TASK STATEMENT — Go through the records below and restate each one word for word.

------ EXTRACTED INFORMATION ------

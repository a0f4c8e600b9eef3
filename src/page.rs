use crate::error::{ExtractError, Result};
use async_trait::async_trait;
use serde_json::Value;
use std::time::Duration;

/// Returns the document markup with every level-2 heading marked by its layout state.
///
/// Layout cannot be observed once the DOM is serialized, so the `data-rendered`
/// attribute carries it into the snapshot. Only a detached clone is marked; the
/// live page is left untouched.
pub const SNAPSHOT_SCRIPT: &str = r#"(() => {
    const headings = 'h2, [role="heading"][aria-level="2"]';
    const rendered = Array.from(document.querySelectorAll(headings))
        .map((el) => el.offsetWidth > 0 && el.offsetHeight > 0);
    const copy = document.documentElement.cloneNode(true);
    copy.querySelectorAll(headings).forEach((el, i) => {
        el.setAttribute('data-rendered', rendered[i] ? 'true' : 'false');
    });
    return copy.outerHTML;
})()"#;

/// A loaded, DOM-queryable page owned by the caller.
///
/// Implementations wrap whatever browser automation the caller uses. The
/// extractor never opens, navigates or closes the page.
#[async_trait]
pub trait PageHandle: Send + Sync {
    /// Runs `script` against the current document and returns its result.
    async fn evaluate(&self, script: &str) -> Result<Value>;
    /// Resolves once `selector` matches, or fails with [`ExtractError::Timeout`].
    async fn wait_for_selector(&self, selector: &str, timeout: Duration) -> Result<()>;
    /// Clicks the first element matching `selector`.
    async fn click(&self, selector: &str) -> Result<()>;
    /// Sends an Escape key press to the page.
    async fn press_escape(&self) -> Result<()>;
}

/// Captures the current document as HTML via [`SNAPSHOT_SCRIPT`].
pub async fn snapshot(page: &dyn PageHandle) -> Result<String> {
    match page.evaluate(SNAPSHOT_SCRIPT).await? {
        Value::String(html) => Ok(html),
        other => Err(ExtractError::Script(format!(
            "snapshot returned {} instead of a string",
            value_kind(&other)
        ))),
    }
}

/// Checks whether `selector` currently matches anything on the page.
pub async fn selector_exists(page: &dyn PageHandle, selector: &str) -> Result<bool> {
    let literal = serde_json::to_string(selector)?;
    let script = format!("document.querySelector({}) !== null", literal);
    match page.evaluate(&script).await? {
        Value::Bool(found) => Ok(found),
        other => Err(ExtractError::Script(format!(
            "selector check returned {}",
            value_kind(&other)
        ))),
    }
}

fn value_kind(value: &Value) -> &'static str {
    match value {
        Value::Null => "null",
        Value::Bool(_) => "a boolean",
        Value::Number(_) => "a number",
        Value::String(_) => "a string",
        Value::Array(_) => "an array",
        Value::Object(_) => "an object",
    }
}
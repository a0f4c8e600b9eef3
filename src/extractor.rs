use crate::error::Result;
use crate::models::{ExtractionResult, ExtractorConfig};
use crate::page::{self, PageHandle};
use crate::parsers;
use crate::parsers::skills::{MODAL_CONTENT_SELECTOR, SKILL_LABEL_SELECTOR};
use scraper::Html;
use tracing::{debug, error, info, warn};

pub const SEE_DETAILS_SELECTOR: &str =
    r#"a[data-field="position_contextual_skills_see_details"]"#;
pub const DISMISS_SELECTOR: &str = "button.artdeco-modal__dismiss";

/// Pulls the latest position's description and skills out of a loaded profile page.
///
/// Holds no state between calls, so one extractor can serve many pages at once.
#[derive(Debug, Clone, Default)]
pub struct ExperienceExtractor {
    config: ExtractorConfig,
}

impl ExperienceExtractor {
    pub fn new(config: ExtractorConfig) -> Self {
        Self { config }
    }

    pub fn config(&self) -> &ExtractorConfig {
        &self.config
    }

    /// Extracts the description, then the skills. Never fails: anything
    /// missing or broken is reported as `None` or an empty list.
    pub async fn extract_latest_experience(&self, page: &dyn PageHandle) -> ExtractionResult {
        info!("Starting job description extraction");

        let description = self.extract_description(page).await;
        match &description {
            Some(_) => info!("Job description extracted"),
            None => info!("Job description not found for the latest experience"),
        }

        let technical_skills = self.extract_technical_skills(page).await;

        ExtractionResult {
            description,
            technical_skills,
        }
    }

    /// Description of the most recent position, `None` when there is none.
    pub async fn extract_description(&self, page: &dyn PageHandle) -> Option<String> {
        let html = match page::snapshot(page).await {
            Ok(html) => html,
            Err(e) => {
                error!("Could not read the profile page: {}", e);
                return None;
            }
        };
        describe_latest_experience(&html)
    }

    /// Opens the skills modal, reads it and closes it again. Returns an empty
    /// list if any step fails.
    pub async fn extract_technical_skills(&self, page: &dyn PageHandle) -> Vec<String> {
        match self.read_skills_modal(page).await {
            Ok(skills) => {
                info!("Extracted {} skills", skills.len());
                skills
            }
            Err(e) => {
                warn!("Could not extract technical skills: {}", e);
                self.dismiss_open_modal(page).await;
                Vec::new()
            }
        }
    }

    async fn read_skills_modal(&self, page: &dyn PageHandle) -> Result<Vec<String>> {
        page.wait_for_selector(SEE_DETAILS_SELECTOR, self.config.see_details_timeout())
            .await?;
        page.click(SEE_DETAILS_SELECTOR).await?;

        page.wait_for_selector(SKILL_LABEL_SELECTOR, self.config.skills_timeout())
            .await?;
        let html = page::snapshot(page).await?;
        let skills = parsers::skills::parse_skills(&Html::parse_document(&html));
        debug!("Skills in modal: {:?}", skills);

        self.close_modal(page).await;
        Ok(skills)
    }

    /// Clicks the dismiss button, falling back to Escape.
    async fn close_modal(&self, page: &dyn PageHandle) {
        let clicked = match page
            .wait_for_selector(DISMISS_SELECTOR, self.config.dismiss_timeout())
            .await
        {
            Ok(()) => page.click(DISMISS_SELECTOR).await,
            Err(e) => Err(e),
        };

        if let Err(e) = clicked {
            debug!("Dismiss button unavailable ({}), pressing Escape", e);
            if let Err(e) = page.press_escape().await {
                warn!("Could not close the skills modal: {}", e);
            }
        }
        tokio::time::sleep(self.config.settle_delay()).await;
    }

    /// Best-effort Escape when a failed attempt left a modal open.
    async fn dismiss_open_modal(&self, page: &dyn PageHandle) {
        match page::selector_exists(page, MODAL_CONTENT_SELECTOR).await {
            Ok(true) => {
                if page.press_escape().await.is_ok() {
                    tokio::time::sleep(self.config.settle_delay()).await;
                }
            }
            Ok(false) => {}
            Err(e) => debug!("Could not check for an open modal: {}", e),
        }
    }
}

/// Extracts with the default configuration.
pub async fn extract_latest_experience(page: &dyn PageHandle) -> ExtractionResult {
    ExperienceExtractor::default()
        .extract_latest_experience(page)
        .await
}

/// Runs the locator and the description parser over a page snapshot.
pub fn describe_latest_experience(html: &str) -> Option<String> {
    let document = Html::parse_document(html);

    let Some(section) = parsers::experience::locate_section(&document) else {
        warn!("Experience section not found");
        return None;
    };

    let Some(role) = parsers::experience::locate_latest_entity(section) else {
        warn!("Latest experience item not found within the experience section");
        return None;
    };
    debug!("Latest experience item: {}", role.preview());

    parsers::description::extract_description(&role)
}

------

YOUR SOLUTION —
repository a0f4c8e600b9eef3
filename src/page.rs
use crate::error::{ExtractError, Result};
use async_trait::async_trait;
use serde_json::Value;
use std::time::Duration;

/// Returns the document markup with every level-2 heading marked by its layout state.
///
/// Layout cannot be observed once the DOM is serialized, so the `data-rendered`
/// attribute carries it into the snapshot. Only a detached clone is marked; the
/// live page is left untouched.
pub const SNAPSHOT_SCRIPT: &str = r#"(() => {
    const headings = 'h2, [role="heading"][aria-level="2"]';
    const rendered = Array.from(document.querySelectorAll(headings))
        .map((el) => el.offsetWidth > 0 && el.offsetHeight > 0);
    const copy = document.documentElement.cloneNode(true);
    copy.querySelectorAll(headings).forEach((el, i) => {
        el.setAttribute('data-rendered', rendered[i] ? 'true' : 'false');
    });
    return copy.outerHTML;
})()"#;

/// A loaded, DOM-queryable page owned by the caller.
///
/// Implementations wrap whatever browser automation the caller uses. The
/// extractor never opens, navigates or closes the page.
#[async_trait]
pub trait PageHandle: Send + Sync {
    /// Runs `script` against the current document and returns its result.
    async fn evaluate(&self, script: &str) -> Result<Value>;
    /// Resolves once `selector` matches, or fails with [`ExtractError::Timeout`].
    async fn wait_for_selector(&self, selector: &str, timeout: Duration) -> Result<()>;
    /// Clicks the first element matching `selector`.
    async fn click(&self, selector: &str) -> Result<()>;
    /// Sends an Escape key press to the page.
    async fn press_escape(&self) -> Result<()>;
}

/// Captures the current document as HTML via [`SNAPSHOT_SCRIPT`].
pub async fn snapshot(page: &dyn PageHandle) -> Result<String> {
    match page.evaluate(SNAPSHOT_SCRIPT).await? {
        Value::String(html) => Ok(html),
        other => Err(ExtractError::Script(format!(
            "snapshot returned {} instead of a string",
            value_kind(&other)
        ))),
    }
}

/// Checks whether `selector` currently matches anything on the page.
pub async fn selector_exists(page: &dyn PageHandle, selector: &str) -> Result<bool> {
    let literal = serde_json::to_string(selector)?;
    let script = format!("document.querySelector({}) !== null", literal);
    match page.evaluate(&script).await? {
        Value::Bool(found) => Ok(found),
        other => Err(ExtractError::Script(format!(
            "selector check returned {}",
            value_kind(&other)
        ))),
    }
}

fn value_kind(value: &Value) -> &'static str {
    match value {
        Value::Null => "null",
        Value::Bool(_) => "a boolean",
        Value::Number(_) => "a number",
        Value::String(_) => "a string",
        Value::Array(_) => "an array",
        Value::Object(_) => "an object",
    }
}
repository a0f4c8e600b9eef3
filename src/extractor.rs
use crate::error::Result;
use crate::models::{ExtractionResult, ExtractorConfig};
use crate::page::{self, PageHandle};
use crate::parsers;
use crate::parsers::skills::{MODAL_CONTENT_SELECTOR, SKILL_LABEL_SELECTOR};
use scraper::Html;
use tracing::{debug, error, info, warn};

pub const SEE_DETAILS_SELECTOR: &str =
    r#"a[data-field="position_contextual_skills_see_details"]"#;
pub const DISMISS_SELECTOR: &str = "button.artdeco-modal__dismiss";

/// Pulls the latest position's description and skills out of a loaded profile page.
///
/// Holds no state between calls, so one extractor can serve many pages at once.
#[derive(Debug, Clone, Default)]
pub struct ExperienceExtractor {
    config: ExtractorConfig,
}

impl ExperienceExtractor {
    pub fn new(config: ExtractorConfig) -> Self {
        Self { config }
    }

    pub fn config(&self) -> &ExtractorConfig {
        &self.config
    }

    /// Extracts the description, then the skills. Never fails: anything
    /// missing or broken is reported as `None` or an empty list.
    pub async fn extract_latest_experience(&self, page: &dyn PageHandle) -> ExtractionResult {
        info!("Starting job description extraction");

        let description = self.extract_description(page).await;
        match &description {
            Some(_) => info!("Job description extracted"),
            None => info!("Job description not found for the latest experience"),
        }

        let technical_skills = self.extract_technical_skills(page).await;

        ExtractionResult {
            description,
            technical_skills,
        }
    }

    /// Description of the most recent position, `None` when there is none.
    pub async fn extract_description(&self, page: &dyn PageHandle) -> Option<String> {
        let html = match page::snapshot(page).await {
            Ok(html) => html,
            Err(e) => {
                error!("Could not read the profile page: {}", e);
                return None;
            }
        };
        describe_latest_experience(&html)
    }

    /// Opens the skills modal, reads it and closes it again. Returns an empty
    /// list if any step fails.
    pub async fn extract_technical_skills(&self, page: &dyn PageHandle) -> Vec<String> {
        match self.read_skills_modal(page).await {
            Ok(skills) => {
                info!("Extracted {} skills", skills.len());
                skills
            }
            Err(e) => {
                warn!("Could not extract technical skills: {}", e);
                self.dismiss_open_modal(page).await;
                Vec::new()
            }
        }
    }

    async fn read_skills_modal(&self, page: &dyn PageHandle) -> Result<Vec<String>> {
        page.wait_for_selector(SEE_DETAILS_SELECTOR, self.config.see_details_timeout())
            .await?;
        page.click(SEE_DETAILS_SELECTOR).await?;

        page.wait_for_selector(SKILL_LABEL_SELECTOR, self.config.skills_timeout())
            .await?;
        let html = page::snapshot(page).await?;
        let skills = parsers::skills::parse_skills(&Html::parse_document(&html));
        debug!("Skills in modal: {:?}", skills);

        self.close_modal(page).await;
        Ok(skills)
    }

    /// Clicks the dismiss button, falling back to Escape.
    async fn close_modal(&self, page: &dyn PageHandle) {
        let clicked = match page
            .wait_for_selector(DISMISS_SELECTOR, self.config.dismiss_timeout())
            .await
        {
            Ok(()) => page.click(DISMISS_SELECTOR).await,
            Err(e) => Err(e),
        };

        if let Err(e) = clicked {
            debug!("Dismiss button unavailable ({}), pressing Escape", e);
            if let Err(e) = page.press_escape().await {
                warn!("Could not close the skills modal: {}", e);
            }
        }
        tokio::time::sleep(self.config.settle_delay()).await;
    }

    /// Best-effort Escape when a failed attempt left a modal open.
    async fn dismiss_open_modal(&self, page: &dyn PageHandle) {
        match page::selector_exists(page, MODAL_CONTENT_SELECTOR).await {
            Ok(true) => {
                if page.press_escape().await.is_ok() {
                    tokio::time::sleep(self.config.settle_delay()).await;
                }
            }
            Ok(false) => {}
            Err(e) => debug!("Could not check for an open modal: {}", e),
        }
    }
}

/// Extracts with the default configuration.
pub async fn extract_latest_experience(page: &dyn PageHandle) -> ExtractionResult {
    ExperienceExtractor::default()
        .extract_latest_experience(page)
        .await
}

/// Runs the locator and the description parser over a page snapshot.
pub fn describe_latest_experience(html: &str) -> Option<String> {
    let document = Html::parse_document(html);

    let Some(section) = parsers::experience::locate_section(&document) else {
        warn!("Experience section not found");
        return None;
    };

    let Some(role) = parsers::experience::locate_latest_entity(section) else {
        warn!("Latest experience item not found within the experience section");
        return None;
    };
    debug!("Latest experience item: {}", role.preview());

    parsers::description::extract_description(&role)
}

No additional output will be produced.